Viene a explicar lo anterior ese pensamiento mágico tan nuestro: dentro de mi vehículo decreto que no pasará nada, que tendré mucho cuidado, al cabo somos nada más mi familia y yo los que dejamos la ciudad de México para aprovechar “las vacaciones”. Y lo mismo dice cada uno de los ocupantes de los vehículos que viajan delante, detrás y a los lados del mío. Hago como que no los veo, porque no me conviene hacerlo. Sucede como cuando tiramos a la vía pública una bolsa vacía de frituras, o un envase de plástico, y nos justificamos diciendo “qué tanto es tantito”.
En el caso del COVID-19, estamos hablando de una enfermedad capaz de matar a un individuo en 24 horas, para la cual no hay tratamiento todavía.

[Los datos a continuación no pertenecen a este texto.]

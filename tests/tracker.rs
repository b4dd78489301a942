/// Integration tests for dependency trackers
///
/// These tests check the available/tracked bookkeeping of single and multi
/// trackers against a live in-memory registry, and the value-change
/// notifications they report to their listener.

mod common;

use common::*;
use ferrous_lifecycle::{
    BindingStrategy, ChangeType, DependencyEvent, DependencyListener, DependencyTracker, Descriptor,
    InMemoryRegistry, Instance, MultiDependencyTracker, Registry, SingleDependencyTracker,
};
use std::sync::{Arc, Mutex, Weak};

#[derive(Default)]
struct Recorder {
    events: Mutex<Vec<(ChangeType, String)>>,
}

impl Recorder {
    fn events(&self) -> Vec<(ChangeType, String)> {
        self.events.lock().unwrap().clone()
    }
}

impl DependencyListener for Recorder {
    fn dependency_changed(&self, event: DependencyEvent) {
        let value = event.value().map(describe).unwrap_or_default();
        self.events.lock().unwrap().push((event.change_type(), value));
    }
}

fn text(instance: Option<Instance>) -> Option<String> {
    instance.and_then(|instance| instance.downcast_ref::<String>().cloned())
}

fn single_with(recorder: &Arc<Recorder>, strategy: BindingStrategy) -> SingleDependencyTracker {
    let listener: Weak<dyn DependencyListener> = Arc::downgrade(recorder) as Weak<dyn DependencyListener>;
    SingleDependencyTracker::with_listener("db", strategy, listener)
}

#[test]
fn test_lazy_start_retrieves_nothing() {
    let registry = Arc::new(InMemoryRegistry::new());
    let a = register(&registry, "Connection", "conn-A");
    let b = register(&registry, "Connection", "conn-B");
    register(&registry, "Logger", "log-1");

    let tracker = SingleDependencyTracker::new("db", BindingStrategy::Lazy);
    tracker.start(registry.clone(), &Descriptor::new("Connection"));

    assert!(tracker.is_started());
    assert_eq!(tracker.available_references(), vec![a.reference(), b.reference()]);
    assert!(tracker.tracked_references().is_empty());
    assert_eq!(registry.total_uses(), 0);
    assert_eq!(registry.listener_count(), 1);
}

#[test]
fn test_eager_start_retrieves_current_value() {
    let registry = Arc::new(InMemoryRegistry::new());
    let a = register(&registry, "Connection", "conn-A");

    let tracker = SingleDependencyTracker::new("db", BindingStrategy::Eager);
    tracker.start(registry.clone(), &Descriptor::new("Connection"));

    assert_eq!(tracker.tracked_references(), vec![a.reference()]);
    assert_eq!(registry.use_count(a.reference()), 1);
}

#[test]
fn test_get_service_retrieves_oldest_available() {
    let registry = Arc::new(InMemoryRegistry::new());
    let a = register(&registry, "Connection", "conn-A");
    register(&registry, "Connection", "conn-B");

    let tracker = SingleDependencyTracker::new("db", BindingStrategy::Lazy);
    tracker.start(registry.clone(), &Descriptor::new("Connection"));

    assert_eq!(text(tracker.get_service()).as_deref(), Some("conn-A"));
    assert_eq!(tracker.tracked_references(), vec![a.reference()]);
    // A second call reuses the tracked instance.
    assert_eq!(text(tracker.get_service()).as_deref(), Some("conn-A"));
    assert_eq!(registry.use_count(a.reference()), 1);
}

#[test]
fn test_release_promotes_next_tracked_reference_in_order() {
    let registry = Arc::new(InMemoryRegistry::new());
    let refs: Vec<_> = ["r0", "r1", "r2"]
        .iter()
        .map(|value| register(&registry, "Connection", value).reference())
        .collect();

    let tracker = SingleDependencyTracker::new("db", BindingStrategy::Lazy);
    tracker.start(registry.clone(), &Descriptor::new("Connection"));
    for reference in &refs {
        assert!(tracker.get_service_for(*reference).is_some());
    }
    assert_eq!(tracker.tracked_references(), refs);
    assert_eq!(text(tracker.get_service()).as_deref(), Some("r0"));

    tracker.release_reference(refs[0]);
    assert_eq!(text(tracker.get_service()).as_deref(), Some("r1"));

    tracker.release_reference(refs[1]);
    assert_eq!(text(tracker.get_service()).as_deref(), Some("r2"));

    // Released references stay available.
    assert_eq!(tracker.available_references(), refs);
    assert_eq!(tracker.tracked_references(), vec![refs[2]]);
    assert_eq!(registry.use_count(refs[0]), 0);
    assert_eq!(registry.use_count(refs[2]), 1);
}

#[test]
fn test_multi_release_out_of_order_skips_released_reference() {
    let registry = Arc::new(InMemoryRegistry::new());
    let refs: Vec<_> = ["p0", "p1", "p2"]
        .iter()
        .map(|value| register(&registry, "Plugin", value).reference())
        .collect();

    let tracker = MultiDependencyTracker::new("plugins", BindingStrategy::Lazy);
    tracker.start(registry.clone(), &Descriptor::new("Plugin"));
    for reference in &refs {
        assert!(tracker.get_service_for(*reference).is_some());
    }

    tracker.release_reference(refs[1]);
    assert_eq!(text(tracker.get_service()).as_deref(), Some("p0"));

    tracker.release_reference(refs[0]);
    assert_eq!(text(tracker.get_service()).as_deref(), Some("p2"));
    assert_eq!(tracker.tracked_references(), vec![refs[2]]);
    assert_eq!(registry.use_count(refs[1]), 0);
    assert_eq!(registry.use_count(refs[0]), 0);
}

#[test]
fn test_released_reference_can_be_retrieved_again() {
    let registry = Arc::new(InMemoryRegistry::new());
    let a = register(&registry, "Connection", "conn-A");

    let tracker = SingleDependencyTracker::new("db", BindingStrategy::Lazy);
    tracker.start(registry.clone(), &Descriptor::new("Connection"));
    tracker.get_service();
    tracker.release_reference(a.reference());
    assert_eq!(registry.use_count(a.reference()), 0);

    assert_eq!(text(tracker.get_service()).as_deref(), Some("conn-A"));
    assert_eq!(registry.use_count(a.reference()), 1);
}

#[test]
fn test_get_service_for_unavailable_reference() {
    let registry = Arc::new(InMemoryRegistry::new());
    let logger = register(&registry, "Logger", "log-1");

    let tracker = SingleDependencyTracker::new("db", BindingStrategy::Lazy);
    tracker.start(registry.clone(), &Descriptor::new("Connection"));

    assert!(tracker.get_service_for(logger.reference()).is_none());
    assert!(tracker.get_service().is_none());
    assert!(tracker.dependency().is_none());
}

#[test]
fn test_manual_reference_maintenance() {
    let registry = Arc::new(InMemoryRegistry::new());
    let refs: Vec<_> = ["r0", "r1", "r2"]
        .iter()
        .map(|value| register(&registry, "Connection", value).reference())
        .collect();

    let tracker = SingleDependencyTracker::new("db", BindingStrategy::Lazy);
    tracker.start(registry.clone(), &Descriptor::new("Connection"));
    tracker.get_service();

    tracker.remove_reference(refs[0]);
    assert_eq!(tracker.available_references(), vec![refs[1], refs[2]]);
    assert!(tracker.tracked_references().is_empty());
    assert_eq!(registry.use_count(refs[0]), 0);
    assert_eq!(text(tracker.get_service()).as_deref(), Some("r1"));

    tracker.add_reference(refs[0]);
    tracker.add_reference(refs[0]);
    assert_eq!(tracker.available_references(), vec![refs[1], refs[2], refs[0]]);
}

#[test]
fn test_single_tracker_notifications() {
    let registry = Arc::new(InMemoryRegistry::new());
    let recorder = Arc::new(Recorder::default());
    let tracker = single_with(&recorder, BindingStrategy::Lazy);
    tracker.start(registry.clone(), &Descriptor::new("Connection"));

    let a = register(&registry, "Connection", "conn-A");
    let b = register(&registry, "Connection", "conn-B");
    // Modifying a reference nobody resolves to is silent.
    registry.set_properties(&b, &properties(&[("tier", "gold")])).unwrap();
    registry.set_properties(&a, &properties(&[("tier", "gold")])).unwrap();
    registry.unregister(&a).unwrap();
    registry.unregister(&b).unwrap();

    assert_eq!(
        recorder.events(),
        vec![
            (ChangeType::Available, "conn-A".to_string()),
            (ChangeType::Changed, "conn-A".to_string()),
            (ChangeType::Changed, "conn-B".to_string()),
            (ChangeType::Unavailable, String::new()),
        ]
    );
    assert!(tracker.available_references().is_empty());
    assert!(tracker.tracked_references().is_empty());
}

#[test]
fn test_registration_leaving_the_filter_is_removed() {
    let registry = Arc::new(InMemoryRegistry::new());
    let recorder = Arc::new(Recorder::default());
    let tracker = single_with(&recorder, BindingStrategy::Lazy);
    tracker.start(
        registry.clone(),
        &Descriptor::new("Connection").with_property("pool", "primary"),
    );

    let a = register_with(&registry, "Connection", "conn-A", &[("pool", "primary")]);
    assert_eq!(tracker.tracked_references(), vec![a.reference()]);

    registry.set_properties(&a, &properties(&[("pool", "replica")])).unwrap();
    assert!(tracker.available_references().is_empty());
    assert_eq!(registry.use_count(a.reference()), 0);

    registry.set_properties(&a, &properties(&[("pool", "primary")])).unwrap();
    assert_eq!(tracker.available_references(), vec![a.reference()]);

    let kinds: Vec<ChangeType> = recorder.events().into_iter().map(|(kind, _)| kind).collect();
    assert_eq!(
        kinds,
        vec![ChangeType::Available, ChangeType::Unavailable, ChangeType::Available]
    );
}

#[test]
fn test_multi_tracker_resolves_every_available_reference() {
    let registry = Arc::new(InMemoryRegistry::new());
    let recorder = Arc::new(Recorder::default());
    let listener: Weak<dyn DependencyListener> = Arc::downgrade(&recorder) as Weak<dyn DependencyListener>;
    let tracker = MultiDependencyTracker::with_listener("plugins", BindingStrategy::Lazy, listener);
    tracker.start(registry.clone(), &Descriptor::new("Plugin"));

    let p1 = register(&registry, "Plugin", "p1");
    let p2 = register(&registry, "Plugin", "p2");
    assert_eq!(tracker.services().len(), 2);
    assert_eq!(tracker.tracked_references(), vec![p1.reference(), p2.reference()]);

    registry.unregister(&p1).unwrap();
    registry.unregister(&p2).unwrap();

    assert_eq!(
        recorder.events(),
        vec![
            (ChangeType::Available, "p1".to_string()),
            (ChangeType::Changed, "p1+p2".to_string()),
            (ChangeType::Changed, "p2".to_string()),
            (ChangeType::Unavailable, String::new()),
        ]
    );
    assert!(tracker.services().is_empty());
    assert!(tracker.dependency().is_none());
}

#[test]
fn test_stop_unsubscribes_and_releases() {
    let registry = Arc::new(InMemoryRegistry::new());
    register(&registry, "Connection", "conn-A");
    let recorder = Arc::new(Recorder::default());
    let tracker = single_with(&recorder, BindingStrategy::Eager);
    tracker.start(registry.clone(), &Descriptor::new("Connection"));
    assert_eq!(registry.total_uses(), 1);

    tracker.stop();

    assert!(!tracker.is_started());
    assert_eq!(registry.total_uses(), 0);
    assert_eq!(registry.listener_count(), 0);
    assert_eq!(registry.removed_listener_count(), 1);
    assert!(tracker.available_references().is_empty());

    register(&registry, "Connection", "conn-B");
    assert!(tracker.available_references().is_empty());
    assert!(recorder.events().is_empty());

    // Stopping twice is harmless.
    tracker.stop();
    assert_eq!(registry.removed_listener_count(), 1);
}

#[test]
fn test_closed_registry_starts_empty() {
    let registry = Arc::new(InMemoryRegistry::new());
    registry.close();

    let tracker = SingleDependencyTracker::new("db", BindingStrategy::Eager);
    tracker.start(registry.clone(), &Descriptor::new("Connection"));

    assert!(tracker.is_started());
    assert!(tracker.available_references().is_empty());
    assert!(tracker.get_service().is_none());
    tracker.stop();
}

No existe mantra, oración, estampita o relicario capaz de protegernos. Frente a la pandemia, dejarnos llevar por el pensamiento mágico es subirnos a la cuerda floja a 20 metros y sin red. Es asunto de vida o muerte, y la muerte sí llega. El virus es tan pequeño que no lo percibimos; es capaz de llegar a nuestro organismo de diversas formas, con un mismo resultado, que en muchos casos es fatal.
Hay –en todos los niveles– quienes no han comprendido la magnitud del problema, y el hecho de que no hay suficiencia de recursos humanos, materiales e institucionales para atender todos los casos como éstos lo requieren. La forma de salir mejor librados del problema es evitando que se dispare el número de casos, de modo que los recursos existentes en un momento dado consigan cubrir las necesidades de abasto.
#QuédateEnCasa: No es una simpleza. No es un capricho del subsecretario de Salud. Es una forma de no morir nosotros, de prevenir que mueran nuestros seres queridos. Es desterrar la más absurda de las suposiciones, esa que nos lleva a imaginar que, por encima de nuestra negligencia, el cielo se encargará de protegernos.